Adult Sons and/or Adult Daughters / Should I speak up?
November 25, 2017, 08:05:21 PM
Hello, Wise Women!
My DD has a new guy in her life - and that's good in that the abusive ex-BF is unequivocally out.  Big sigh of relief there!  New BF seems friendly, kind and hard-working.

My new dilemma is this: DD has confided in me some things that new BF needs to change about himself to be a better partner.  What is my role here?  Listen and shut my mouth?  What about when she asks my opinion?  I know she is carefully "reading" my facial expression and non-verbals, and it's unfortunately too easy for me to speak up, even if it's just in a generic way about relationships, or examples of situations that I know of that are similar to what she is facing.

True confession: There are some things that I wish she hadn't shared with me and I worry that more is coming as the two of us  spend more time together next month.
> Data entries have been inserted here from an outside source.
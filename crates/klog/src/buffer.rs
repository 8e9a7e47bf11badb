//! 日志环形缓冲区
//!
//! 多生产者、单消费者。写者通过 CAS 预留序号，写完后发布该槽位的序号；
//! 读者只消费已发布的槽位。缓冲区满时丢弃新条目并计数，不覆盖未读数据。

use crate::config::GLOBAL_LOG_BUFFER_SIZE;
use crate::entry::{LogEntry, formatted_len};
use core::cell::UnsafeCell;
use core::sync::atomic::{AtomicUsize, Ordering};

struct Slot {
    /// 已发布条目的序号 + 1；0 表示从未写入
    seq: AtomicUsize,
    entry: UnsafeCell<LogEntry>,
}

impl Slot {
    const fn new() -> Self {
        Self {
            seq: AtomicUsize::new(0),
            entry: UnsafeCell::new(LogEntry::empty()),
        }
    }
}

/// 定长日志环形缓冲区
pub struct GlobalLogBuffer {
    slots: [Slot; GLOBAL_LOG_BUFFER_SIZE],
    write_seq: AtomicUsize,
    read_seq: AtomicUsize,
    dropped: AtomicUsize,
    unread_bytes: AtomicUsize,
}

// SAFETY: 槽位的读写由序号协议串行化
unsafe impl Sync for GlobalLogBuffer {}

impl GlobalLogBuffer {
    /// 空缓冲区
    pub const fn new() -> Self {
        Self {
            slots: [const { Slot::new() }; GLOBAL_LOG_BUFFER_SIZE],
            write_seq: AtomicUsize::new(0),
            read_seq: AtomicUsize::new(0),
            dropped: AtomicUsize::new(0),
            unread_bytes: AtomicUsize::new(0),
        }
    }

    /// 写入一条日志；缓冲区满时丢弃
    pub fn write(&self, entry: &LogEntry) {
        let seq = loop {
            let w = self.write_seq.load(Ordering::Relaxed);
            let r = self.read_seq.load(Ordering::Acquire);
            if w - r >= GLOBAL_LOG_BUFFER_SIZE {
                self.dropped.fetch_add(1, Ordering::Relaxed);
                return;
            }
            if self
                .write_seq
                .compare_exchange_weak(w, w + 1, Ordering::AcqRel, Ordering::Relaxed)
                .is_ok()
            {
                break w;
            }
        };

        let slot = &self.slots[seq % GLOBAL_LOG_BUFFER_SIZE];
        // SAFETY: 序号 seq 只被本写者预留；读者在 seq 发布之前不会访问该槽位
        unsafe { *slot.entry.get() = entry.clone() };
        self.unread_bytes
            .fetch_add(formatted_len(entry), Ordering::Relaxed);
        slot.seq.store(seq + 1, Ordering::Release);
    }

    /// 按序号读取已发布的条目
    fn load(&self, seq: usize) -> Option<LogEntry> {
        let slot = &self.slots[seq % GLOBAL_LOG_BUFFER_SIZE];
        if slot.seq.load(Ordering::Acquire) != seq + 1 {
            return None;
        }
        // SAFETY: 槽位已发布，在读指针越过它之前写者不会重用
        Some(unsafe { (*slot.entry.get()).clone() })
    }

    /// 取出最旧的一条
    pub fn read(&self) -> Option<LogEntry> {
        let r = self.read_seq.load(Ordering::Relaxed);
        if r == self.write_seq.load(Ordering::Acquire) {
            return None;
        }
        let entry = self.load(r)?;
        self.unread_bytes
            .fetch_sub(formatted_len(&entry), Ordering::Relaxed);
        self.read_seq.store(r + 1, Ordering::Release);
        Some(entry)
    }

    /// 按全局序号查看条目，不移动读指针
    pub fn peek(&self, index: usize) -> Option<LogEntry> {
        let r = self.read_seq.load(Ordering::Acquire);
        let w = self.write_seq.load(Ordering::Acquire);
        if index < r || index >= w {
            return None;
        }
        self.load(index)
    }

    /// 读指针
    pub fn reader_index(&self) -> usize {
        self.read_seq.load(Ordering::Acquire)
    }

    /// 写指针
    pub fn writer_index(&self) -> usize {
        self.write_seq.load(Ordering::Acquire)
    }

    /// 未读条目数
    pub fn len(&self) -> usize {
        self.writer_index() - self.reader_index()
    }

    /// 未读条目格式化后的总字节数
    pub fn unread_bytes(&self) -> usize {
        self.unread_bytes.load(Ordering::Relaxed)
    }

    /// 因缓冲区满而丢弃的条目数
    pub fn dropped_count(&self) -> usize {
        self.dropped.load(Ordering::Relaxed)
    }
}
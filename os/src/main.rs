//! Chimera - 一个 RISC-V S 态小内核
//!
//! 内核由 OpenSBI 在 S 态启动，管理一块物理内存的帧分配，为每个进程构建
//! Sv39 地址空间，并以协作式轮转的方式调度进程；定时器中断让正在运行的进程
//! 让出处理器。子系统逻辑位于 `crates/` 下可在主机上测试的 crate 中，
//! 本 crate 只负责把它们接到硬件上。

#![no_std]
#![no_main]

mod arch;
mod config;
mod console;
mod halt;
mod kernel;
mod log;
mod mm;

use core::panic::PanicInfo;

/// Rust 内核主入口点
///
/// 由 `entry.S` 在设置好启动栈后跳转过来，参数由固件传入。
#[unsafe(no_mangle)]
pub extern "C" fn rust_main(hartid: usize, dtb: usize) -> ! {
    arch::boot::main(hartid, dtb)
}

#[panic_handler]
fn panic(info: &PanicInfo) -> ! {
    if let Some(location) = info.location() {
        halt::halt_fmt(format_args!(
            "{} at {}:{}",
            info.message(),
            location.file(),
            location.line()
        ))
    } else {
        halt::halt_fmt(format_args!("{}", info.message()))
    }
}
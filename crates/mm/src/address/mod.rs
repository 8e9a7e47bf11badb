//! 地址模块
//!
//! 此模块提供物理地址、虚拟地址与物理页号的强类型封装。
//!
//! - [`Paddr`] - 物理地址
//! - [`Vaddr`] - 虚拟地址（Sv39，低 39 位有效）
//! - [`Ppn`] - 物理页号
//!
//! 两个操作 Trait：
//!
//! - [`UsizeConvert`] - 在类型和 usize 之间进行转换
//! - [`AlignOps`] - 页对齐操作
pub mod operations;
pub mod page_num;
pub mod types;

pub use operations::{AlignOps, UsizeConvert};
pub use page_num::Ppn;
pub use types::{Paddr, Vaddr};
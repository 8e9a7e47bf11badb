//! 日志系统配置常量

use crate::level::LogLevel;

/// 环形缓冲区可容纳的日志条目数
pub const GLOBAL_LOG_BUFFER_SIZE: usize = 64;

/// 单条日志消息的最大字节数，超出部分被截断
pub const MAX_LOG_MESSAGE_LENGTH: usize = 192;

/// 默认的缓冲级别：Info 及以上写入环形缓冲区
pub const DEFAULT_LOG_LEVEL: LogLevel = LogLevel::Info;

/// 默认的控制台级别：Warning 及以上同时打印
pub const DEFAULT_CONSOLE_LEVEL: LogLevel = LogLevel::Warning;
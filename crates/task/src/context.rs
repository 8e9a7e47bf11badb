//! 协作式切换的寄存器集合与切换原语

use crate::trap_frame::TrapFrame;
use mm::AddressSpace;

/// 被调用者保存的寄存器集合
///
/// ra、sp 与 s0..s11。每个 PCB 一份，调度器自己另有一份。
#[repr(C)]
#[derive(Debug, Clone, Copy, Default, PartialEq, Eq)]
pub struct TaskContext {
    /// 返回地址
    pub ra: usize,
    /// 栈指针
    pub sp: usize,
    /// s0..s11
    pub s: [usize; 12],
}

impl TaskContext {
    /// 全零上下文
    pub const fn zero() -> Self {
        Self {
            ra: 0,
            sp: 0,
            s: [0; 12],
        }
    }

    /// 新进程的初始上下文：第一次被切入时在 `kstack_top` 上跳到 `entry`
    pub const fn first_run(entry: usize, kstack_top: usize) -> Self {
        Self {
            ra: entry,
            sp: kstack_top,
            s: [0; 12],
        }
    }
}

/// 上下文切换原语
///
/// 对称：调度器切入进程与进程让回调度器使用同一个原语。
/// 单核上控制流不会同时出现在两处，因此不需要任何锁。
pub trait ContextSwitch {
    /// 把当前的被调用者保存寄存器存入 `old`，再从 `new` 恢复并跳转过去
    ///
    /// 只有当某个上下文再切换回 `old` 时才会返回。
    ///
    /// # Safety
    /// `old` 与 `new` 必须指向有效且在切换期间保持存活的 [`TaskContext`]，
    /// 调用时不能持有任何会在另一侧被再次借用的状态。
    unsafe fn switch(&self, old: *mut TaskContext, new: *const TaskContext);

    /// 新进程第一次被切入时的入口地址
    fn first_run_entry(&self) -> usize;

    /// 切入进程之前安装它的地址空间与陷阱快照位置
    fn prepare(&self, _space: AddressSpace, _trap_frame: *mut TrapFrame) {}
}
Does anyone have any experience in dealing with an AC sharing too much information?   

She has a tendency to move quickly in relationships, and I worry that she will be married within a year, with children soon to follow.  They've only been a couple for a few months and already she is living with him and his roommates.  I've spoken up about that - she claims she had to get out of a bad roommate situation (it WAS awful) and there is no one else to live with.  But I'm sure this is her number one preference anyway.

Any opinions are greatly appreciated.
Adult Sons and/or Adult Daughters / Two years later...
August 24, 2017, 09:21:27 PM
Hi Wise Women,
It's been almost two years since I wrote in for the first time, in a post entitled "Heading for estrangement?"  I thought it would be a good time to share an update.

My DD, who has been in a relationship with an abusive BF for four years, is seeing the light and ready to break it off, and this time it seems to be for good.  He has not changed his spots, and finally she is seeing that he has no intention of changing, which she only could have seen when we stepped back from the drama and refused to participate.  As she is in the process of breaking the ties to him, he is trying every desperate ploy to hurt her or win her back - at this point it all seems destructive.  She is planning carefully and I'm impressed with her resourcefulness, knowing she has to come up with the plan by herself as a means of empowerment.  She will have to face the void left by him and his FOO, and that will be part of her growth process.  I'm cautiously optimistic, but I know not to get excited about it but just let go and let it be as it will. 

As I consider the journey I've been on as a mother in dealing with grief, anger, depression, and finally acceptance, I realize that WWU, this supportive community, has been an integral part of my healing.  I learned to let go of what I can't control, to face toward the things and people that give me joy, and to reclaim my self-respect.  Of course I'm still a work in progress, but I've grown and learned a great deal and this forum has contributed abundantly to that.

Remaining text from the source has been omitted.